裁判所の執行官が、突然に家財道具の差押えに来ました。
しかし、奥様が短時間の対応をされただけで、手ぶらで帰られたのです。
日頃の心掛けが、いかに大事かということなのでしょう。
事前に、ご夫婦でしっかりと打ち合わせをされ、奥様が万全の対応をされた成果だといえるでしょう。
映画やドラマでは、借金返済のために、家財道具が差押えされる場面をよく見かけます。
突然に裁判所の執行官が自宅を訪れ、生活に必要な家財道具などを差押えして、赤紙を貼ったり、持ち帰ったりするのです。
近所も大騒ぎになり、物見遊山の人だかりとなり、この家に住めなくなるほどの恥ずかしい思いをしなければなりません。

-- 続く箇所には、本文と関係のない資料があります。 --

//! `[[documents]]` structural edit policy.
//!
//! Each entry names one document (by exact file name) and the ordered
//! list of structural edits applied to it.

use serde::Deserialize;

/// Structural edits for one named document.
///
/// # Example
/// ```toml
/// [[documents]]
/// name = "The-Swift-Programming-Language.html"
///
/// [[documents.rules]]
/// kind = "remove-by-class"
/// tag = "span"
/// class = "citation"
///
/// [[documents.rules]]
/// kind = "rename-tag"
/// from = "h3"
/// to = "h2"
/// ```
#[derive(Debug, Clone, PartialEq, Eq, Deserialize)]
#[serde(deny_unknown_fields)]
pub struct DocumentRules {
    /// Exact file name of the document, e.g. `Index.html`.
    pub name: String,

    /// Edits applied in order.
    #[serde(default)]
    pub rules: Vec<StructuralRule>,
}

#[derive(Debug, Clone, PartialEq, Eq, Deserialize)]
#[serde(tag = "kind", rename_all = "kebab-case")]
pub enum StructuralRule {
    /// Remove every `tag` element whose class list contains `class`.
    RemoveByClass { tag: String, class: String },

    /// Remove the first `tag` element with this `id` if its trimmed text is `text`.
    RemoveHeading {
        tag: String,
        id: String,
        text: String,
    },

    /// Rename every `from` element to `to`, keeping attributes and children.
    RenameTag { from: String, to: String },

    /// Remove every `<p>` whose text, with all whitespace removed, is in `texts`.
    RemoveParagraphs { texts: Vec<String> },
}

impl StructuralRule {
    /// Tag names the rule refers to.
    pub fn tags(&self) -> Vec<&str> {
        match self {
            Self::RemoveByClass { tag, .. } | Self::RemoveHeading { tag, .. } => vec![tag.as_str()],
            Self::RenameTag { from, to } => vec![from.as_str(), to.as_str()],
            Self::RemoveParagraphs { .. } => vec!["p"],
        }
    }

    /// Short name used in log lines.
    pub const fn kind(&self) -> &'static str {
        match self {
            Self::RemoveByClass { .. } => "remove-by-class",
            Self::RemoveHeading { .. } => "remove-heading",
            Self::RenameTag { .. } => "rename-tag",
            Self::RemoveParagraphs { .. } => "remove-paragraphs",
        }
    }
}
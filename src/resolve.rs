//! Link target resolution.
//!
//! # Resolution Order
//!
//! | Step | Check | Result |
//! |------|-------|--------|
//! | 1 | strip leading `/` | - |
//! | 2 | file exists at `root/href` | `Exact` |
//! | 3 | basename has one index entry | `Unique` |
//! | 4 | basename has several entries | `Ambiguous` (first wins) |
//! | 5 | otherwise | `NotFound` |
//!
//! Step 2 only accepts regular files. An href naming a directory (`guide/`)
//! falls through to the basename lookup and is usually `NotFound`.

use std::path::{Path, PathBuf};

use crate::index::HtmlIndex;
use crate::utils::xml::link::normalize_relative;

/// Outcome of resolving one link path against the tree.
#[derive(Debug, Clone, PartialEq, Eq)]
pub enum Resolution {
    /// The href already names an existing file relative to the root.
    Exact(PathBuf),
    /// The basename occurs once in the index.
    Unique(PathBuf),
    /// The basename occurs several times; `chosen` is the first candidate.
    Ambiguous {
        chosen: PathBuf,
        candidates: Vec<PathBuf>,
    },
    NotFound,
}

impl Resolution {
    /// Root-relative path of the resolved target.
    pub fn target(&self) -> Option<&Path> {
        match self {
            Self::Exact(path) | Self::Unique(path) => Some(path),
            Self::Ambiguous { chosen, .. } => Some(chosen),
            Self::NotFound => None,
        }
    }
}

/// Resolve `href` (path part only, no `?query` or `#fragment`) to a
/// root-relative file path.
pub fn resolve_target(href: &str, index: &HtmlIndex, root: &Path) -> Resolution {
    let normalized = href.trim_start_matches('/');

    if let Some(relative) = normalize_relative(normalized)
        && root.join(&relative).is_file()
    {
        return Resolution::Exact(relative);
    }

    let basename = normalized.rsplit('/').next().unwrap_or(normalized);
    match index.candidates(basename) {
        [] => Resolution::NotFound,
        [only] => Resolution::Unique(only.clone()),
        candidates @ [first, ..] => Resolution::Ambiguous {
            chosen: first.clone(),
            candidates: candidates.to_vec(),
        },
    }
}

#[cfg(test)]
mod tests {
    use super::*;
    use std::fs;
    use tempfile::{TempDir, tempdir};

    fn tree(files: &[&str]) -> (TempDir, HtmlIndex) {
        let dir = tempdir().unwrap();
        for rel in files {
            let path = dir.path().join(rel);
            fs::create_dir_all(path.parent().unwrap()).unwrap();
            fs::write(path, "<html></html>").unwrap();
        }
        let index = HtmlIndex::build(dir.path()).unwrap();
        (dir, index)
    }

    #[test]
    fn test_unique_basename_ignores_prefix() {
        let (dir, index) = tree(&["guide/Intro.html"]);
        for href in ["Intro.html", "wrong/dir/Intro.html", "../Intro.html", "/Intro.html"] {
            assert_eq!(
                resolve_target(href, &index, dir.path()),
                Resolution::Unique(PathBuf::from("guide/Intro.html")),
                "href: {href}"
            );
        }
    }

    #[test]
    fn test_exact_path_beats_ambiguous_basename() {
        let (dir, index) = tree(&["a/Page.html", "b/Page.html"]);
        assert_eq!(
            resolve_target("b/Page.html", &index, dir.path()),
            Resolution::Exact(PathBuf::from("b/Page.html"))
        );
        assert_eq!(
            resolve_target("/b/Page.html", &index, dir.path()),
            Resolution::Exact(PathBuf::from("b/Page.html"))
        );
    }

    #[test]
    fn test_exact_path_for_non_html_file() {
        let (dir, index) = tree(&["docs/manual.pdf"]);
        assert_eq!(
            resolve_target("docs/manual.pdf", &index, dir.path()),
            Resolution::Exact(PathBuf::from("docs/manual.pdf"))
        );
    }

    #[test]
    fn test_ambiguous_basename_picks_first_stably() {
        let (dir, index) = tree(&["z/Page.html", "a/Page.html", "m/Page.html"]);
        let first = resolve_target("Page.html", &index, dir.path());
        let second = resolve_target("Page.html", &index, dir.path());
        assert_eq!(first, second);
        match first {
            Resolution::Ambiguous { chosen, candidates } => {
                assert_eq!(chosen, PathBuf::from("a/Page.html"));
                assert_eq!(candidates.len(), 3);
            }
            other => panic!("expected ambiguity, got {other:?}"),
        }
    }

    #[test]
    fn test_not_found() {
        let (dir, index) = tree(&["Index.html"]);
        assert_eq!(resolve_target("Missing.html", &index, dir.path()), Resolution::NotFound);
        assert_eq!(Resolution::NotFound.target(), None);
    }

    #[test]
    fn test_directory_is_not_an_exact_match() {
        let (dir, index) = tree(&["guide/Intro.html"]);
        assert_eq!(resolve_target("guide", &index, dir.path()), Resolution::NotFound);
        assert_eq!(resolve_target("guide/", &index, dir.path()), Resolution::NotFound);
        assert_eq!(resolve_target("/guide/", &index, dir.path()), Resolution::NotFound);
    }
}
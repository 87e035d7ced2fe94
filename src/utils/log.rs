//! Logging utilities with colored output.
//!
//! # Example
//!
//! ```ignore
//! log!("index"; "found {} html files", count);
//! log!("warn"; "multiple targets for {}", name);
//! ```

use colored::{ColoredString, Colorize};
use std::io::{Write, stdout};

// ============================================================================
// Log Macro
// ============================================================================

/// Log a message with a colored module prefix.
///
/// # Usage
/// ```ignore
/// log!("module"; "message with {} formatting", args);
/// ```
#[macro_export]
macro_rules! log {
    ($module:expr; $($arg:tt)*) => {{
        $crate::utils::log::log($module, &format!($($arg)*))
    }};
}

// ============================================================================
// Helper Functions
// ============================================================================

/// Log a message with a colored module prefix.
///
/// Multi-line messages are indented so continuation lines align
/// with the first line's text.
#[inline]
pub fn log(module: &str, message: &str) {
    let module_lower = module.to_ascii_lowercase();
    let prefix = colorize_prefix(module, &module_lower);
    let message = indent_continuation(message, calc_prefix_len(module.len()));

    let mut stdout = stdout().lock();
    writeln!(stdout, "{prefix} {message}").ok();
    stdout.flush().ok();
}

/// Length of `"[module] "` for a module name of the given length.
#[inline]
const fn calc_prefix_len(module_len: usize) -> usize {
    module_len + 3
}

/// Apply color to a module prefix based on module type.
#[inline]
fn colorize_prefix(module: &str, module_lower: &str) -> ColoredString {
    let prefix = format!("[{module}]");
    match module_lower {
        "warn" => prefix.bright_magenta().bold(),
        "error" => prefix.bright_red().bold(),
        "write" | "done" => prefix.bright_green().bold(),
        "index" => prefix.bright_blue().bold(),
        _ => prefix.bright_yellow().bold(),
    }
}

fn indent_continuation(message: &str, width: usize) -> String {
    if !message.contains('\n') {
        return message.to_owned();
    }
    let pad = " ".repeat(width);
    message.replace('\n', &format!("\n{pad}"))
}

// ============================================================================
// Tests
// ============================================================================
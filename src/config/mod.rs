//! Configuration management for `relink.toml`.
//!
//! The file is optional; without it the built-in defaults apply.
//!
//! # Sections
//!
//! | Section         | Purpose                                        |
//! |-----------------|------------------------------------------------|
//! | `[images]`      | Naming convention for bare `<img src>` values  |
//! | `[[documents]]` | Structural edits keyed by document file name   |
//!
//! # Example
//!
//! ```toml
//! [images]
//! prefix = "../Assets/"
//! suffix = "@2x.png"
//!
//! [[documents]]
//! name = "The-Swift-Programming-Language.html"
//!
//! [[documents.rules]]
//! kind = "rename-tag"
//! from = "h3"
//! to = "h2"
//! ```

pub mod defaults;
mod documents;
mod error;
mod images;

pub use documents::{DocumentRules, StructuralRule};
pub use error::ConfigError;
pub use images::ImagesConfig;

use anyhow::{Result, bail};
use educe::Educe;
use serde::Deserialize;
use std::{
    collections::HashSet,
    fs,
    path::{Path, PathBuf},
};

// ============================================================================
// Root Configuration
// ============================================================================

/// Root configuration structure representing relink.toml
#[derive(Debug, Clone, Educe, Deserialize)]
#[educe(Default)]
#[serde(deny_unknown_fields)]
pub struct RelinkConfig {
    /// Absolute path of the tree being repaired (set after loading)
    #[serde(skip)]
    pub root: PathBuf,

    /// Absolute path to the config file, if one was loaded
    #[serde(skip)]
    pub config_path: Option<PathBuf>,

    /// Bare image naming convention
    #[serde(default)]
    pub images: ImagesConfig,

    /// Per-document structural edits
    #[serde(default = "defaults::documents::all")]
    #[educe(Default = defaults::documents::all())]
    pub documents: Vec<DocumentRules>,
}

impl RelinkConfig {
    /// Parse configuration from TOML string
    pub fn from_str(content: &str) -> Result<Self> {
        let config: RelinkConfig = toml::from_str(content).map_err(ConfigError::from)?;
        Ok(config)
    }

    /// Load configuration from file path
    pub fn from_path(path: &Path) -> Result<Self> {
        let content =
            fs::read_to_string(path).map_err(|err| ConfigError::Io(path.to_path_buf(), err))?;
        Self::from_str(&content)
    }

    /// Load `relink.toml` from `root` if present, otherwise use defaults.
    ///
    /// The root is canonicalized and must be an existing directory.
    pub fn load(root: &Path) -> Result<Self> {
        let root = Self::normalize_path(root);
        if !root.is_dir() {
            bail!("root directory `{}` not found", root.display());
        }

        let config_path = root.join(defaults::CONFIG_FILE);
        let mut config = if config_path.is_file() {
            let mut config = Self::from_path(&config_path)?;
            config.config_path = Some(config_path);
            config
        } else {
            Self::default()
        };
        config.root = root;
        config.validate()?;
        Ok(config)
    }

    /// Structural rules for a document file name, if any.
    pub fn rules_for(&self, file_name: &str) -> Option<&DocumentRules> {
        self.documents.iter().find(|doc| doc.name == file_name)
    }

    /// Normalize a path to absolute, using canonicalize if the path exists
    fn normalize_path(path: &Path) -> PathBuf {
        path.canonicalize().unwrap_or_else(|_| {
            if path.is_absolute() {
                path.to_path_buf()
            } else {
                std::env::current_dir()
                    .map(|cwd| cwd.join(path))
                    .unwrap_or_else(|_| path.to_path_buf())
            }
        })
    }

    /// Validate configuration
    pub fn validate(&self) -> Result<()> {
        if self.images.prefix.is_empty() {
            bail!(ConfigError::Validation(
                "[images.prefix] must not be empty".into()
            ));
        }

        let mut seen = HashSet::new();
        for doc in &self.documents {
            if doc.name.is_empty() || doc.name.contains(['/', '\\']) {
                bail!(ConfigError::Validation(format!(
                    "[[documents]] name `{}` must be a bare file name",
                    doc.name
                )));
            }
            if !seen.insert(doc.name.as_str()) {
                bail!(ConfigError::Validation(format!(
                    "[[documents]] `{}` is listed more than once",
                    doc.name
                )));
            }
            for rule in &doc.rules {
                if rule.tags().iter().any(|tag| !is_tag_name(tag)) {
                    bail!(ConfigError::Validation(format!(
                        "[[documents.rules]] `{}` in `{}` has an invalid tag name",
                        rule.kind(),
                        doc.name
                    )));
                }
            }
        }

        Ok(())
    }
}

fn is_tag_name(tag: &str) -> bool {
    tag.chars().next().is_some_and(|c| c.is_ascii_alphabetic())
        && tag.chars().all(|c| c.is_ascii_alphanumeric() || c == '-')
}

// ============================================================================
// Tests
// ============================================================================

#[cfg(test)]
mod tests {
    use super::*;
    use tempfile::tempdir;

    #[test]
    fn test_default_policy_targets_book() {
        let config = RelinkConfig::default();
        let rules = config.rules_for(defaults::documents::BOOK).unwrap();
        assert_eq!(rules.rules.len(), 4);
        assert!(config.rules_for("Other.html").is_none());
    }

    #[test]
    fn test_documents_replace_default_policy() {
        let config = RelinkConfig::from_str(
            r#"
            [[documents]]
            name = "Index.html"
        "#,
        )
        .unwrap();
        assert!(config.rules_for(defaults::documents::BOOK).is_none());
        assert!(config.rules_for("Index.html").unwrap().rules.is_empty());
    }

    #[test]
    fn test_from_str_invalid_toml() {
        let result = RelinkConfig::from_str("[images");
        assert!(result.is_err());
    }

    #[test]
    fn test_unknown_field_rejection() {
        let result = RelinkConfig::from_str("verbose = true");
        assert!(result.is_err());
    }

    #[test]
    fn test_load_without_config_file() {
        let dir = tempdir().unwrap();
        let config = RelinkConfig::load(dir.path()).unwrap();
        assert_eq!(config.root, dir.path().canonicalize().unwrap());
        assert!(config.config_path.is_none());
        assert_eq!(config.images.prefix, "../Assets/");
    }

    #[test]
    fn test_load_with_config_file() {
        let dir = tempdir().unwrap();
        fs::write(
            dir.path().join(defaults::CONFIG_FILE),
            "[images]\nprefix = \"img/\"\n",
        )
        .unwrap();
        let config = RelinkConfig::load(dir.path()).unwrap();
        assert!(config.config_path.is_some());
        assert_eq!(config.images.prefix, "img/");
    }

    #[test]
    fn test_load_missing_root() {
        let dir = tempdir().unwrap();
        let result = RelinkConfig::load(&dir.path().join("missing"));
        assert!(result.is_err());
    }

    #[test]
    fn test_validate_empty_prefix() {
        let config = RelinkConfig::from_str("[images]\nprefix = \"\"\n").unwrap();
        assert!(config.validate().is_err());
    }

    #[test]
    fn test_validate_duplicate_documents() {
        let config = RelinkConfig::from_str(
            r#"
            [[documents]]
            name = "A.html"
            [[documents]]
            name = "A.html"
        "#,
        )
        .unwrap();
        let err = config.validate().unwrap_err().to_string();
        assert!(err.contains("more than once"));
    }

    #[test]
    fn test_validate_bad_tag() {
        let config = RelinkConfig::from_str(
            r#"
            [[documents]]
            name = "A.html"
            [[documents.rules]]
            kind = "rename-tag"
            from = "h3"
            to = "<h2>"
        "#,
        )
        .unwrap();
        assert!(config.validate().is_err());
    }

    #[test]
    fn test_is_tag_name() {
        assert!(is_tag_name("h2"));
        assert!(is_tag_name("my-element"));
        assert!(!is_tag_name(""));
        assert!(!is_tag_name("2h"));
    }
}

《 借金の返済が滞る = 家財道具の差押え 》 といった、直結するような図式が世の中で出来上がっており、これを恐れて、債務者は無理をしてでも返済しようとされるのかもしれません。
金融機関も、この図式を利用して、返済の遅れている債務者に対して『このままでは、大変なことになりますよ・・・』などといって脅してきます。
債権者にとっては、効率の良い、債権回収の図式といえるのですが、現実は少し違うようです。
この、家財道具の差押えというイメージは、債権者である金融機関などが、自らの債権回収を有効にするために作り上げたイメージだといえます。
実務の現場においては、債務者の家財道具への動産執行など、頻繁に実施されるものではありません。
しかも、様々な債権回収の手段が存在する中で、家財道具への差押えは、他の手段が残されていない状況で実施されることがほとんどです。
債権回収が始まって、すぐに実施される手続きではなく、最後の最後に実施される手段になりますから、家財道具の差押えである動産執行は、最後に残された究極の差押えだといえるでしょう。
債権者も、家財道具への差押えで、債権が回収できるなどと、本気で考えていないと思います。
それでも、実施する目的は、2つ考えられます。
1つは、債権回収への取組として、最終処理に向けての根拠とするもの。
もう1つは、債務者への『嫌がらせ』ということになります。
手続きとしての費用対効果は極めて低いと予想されますし、債権者として社会的批判を浴びる可能性さえもありますから、どんな債権者でもすることではありません。
一般的には、レベルの低い金融関係機関か、もしくは、債権回収の素人が結果も考えずに取り組むぐらいではないでしょうか。
メガバンクなどの金融機関が、直接に家財道具への差押えをしたという話など聞いたこともありません。
冒頭でご紹介した事例は、10年ほど前からご相談に乗り、5年ほど前に期限の利益の喪失をして任意整理をされた、私のお客様の話です。
お客様は、経営していた事業が破綻し、実質的に全ての資産を喪失し、奥様と離婚はされていませんが家庭内別居状況で、奥様の所有されている家に居候になっておられます。
複数の金融債権者があるのですが、その中で、元々はアメリカ系の信販会社である債権者がしつこいのです。
諦めることを知らず、早い段階で訴訟をおこし、様々な資産に対して差押えをしてきましたが、全てが空振りでした。
こんな状況ですから、いつかは家財道具への差押えがあるのではと思い、ご夫婦で対応について事前に話し合われていたのです。
家は奥様のもので、家財道具も全て奥様のものであり、お客様の所有物といえば粗末な衣服ぐらいしかありません。
この事実を、奥様から告げられた、差押えに来た裁判所の執行官は、そのまま帰るしかありませんでした。
これで、この債権者には、効果的な債権回収手段が失われたということになります。
もはや諦めるしかない状況になったといえるのですが、まだまだ油断はできません。
元々はアメリカ系の信販会社である債権者は、今は、メガバンク系のノンバンクとなっています。
そんなメガバンク系列が、家財道具への差押えをしてきたのですから驚くのです。
昔、都市銀行などの大手金融機関には、誇りというものが有ったように思います。
しかし、バブル崩壊やリーマンショックを経て、消費者金融会社を子会社に抱える様になって以降、その誇りも喪失してしまったのかもしれません。
メガバンク系列であろうとも、所詮は、何でもありの高利貸しということになりますから、いつまでも、油断はできないのかもしれません。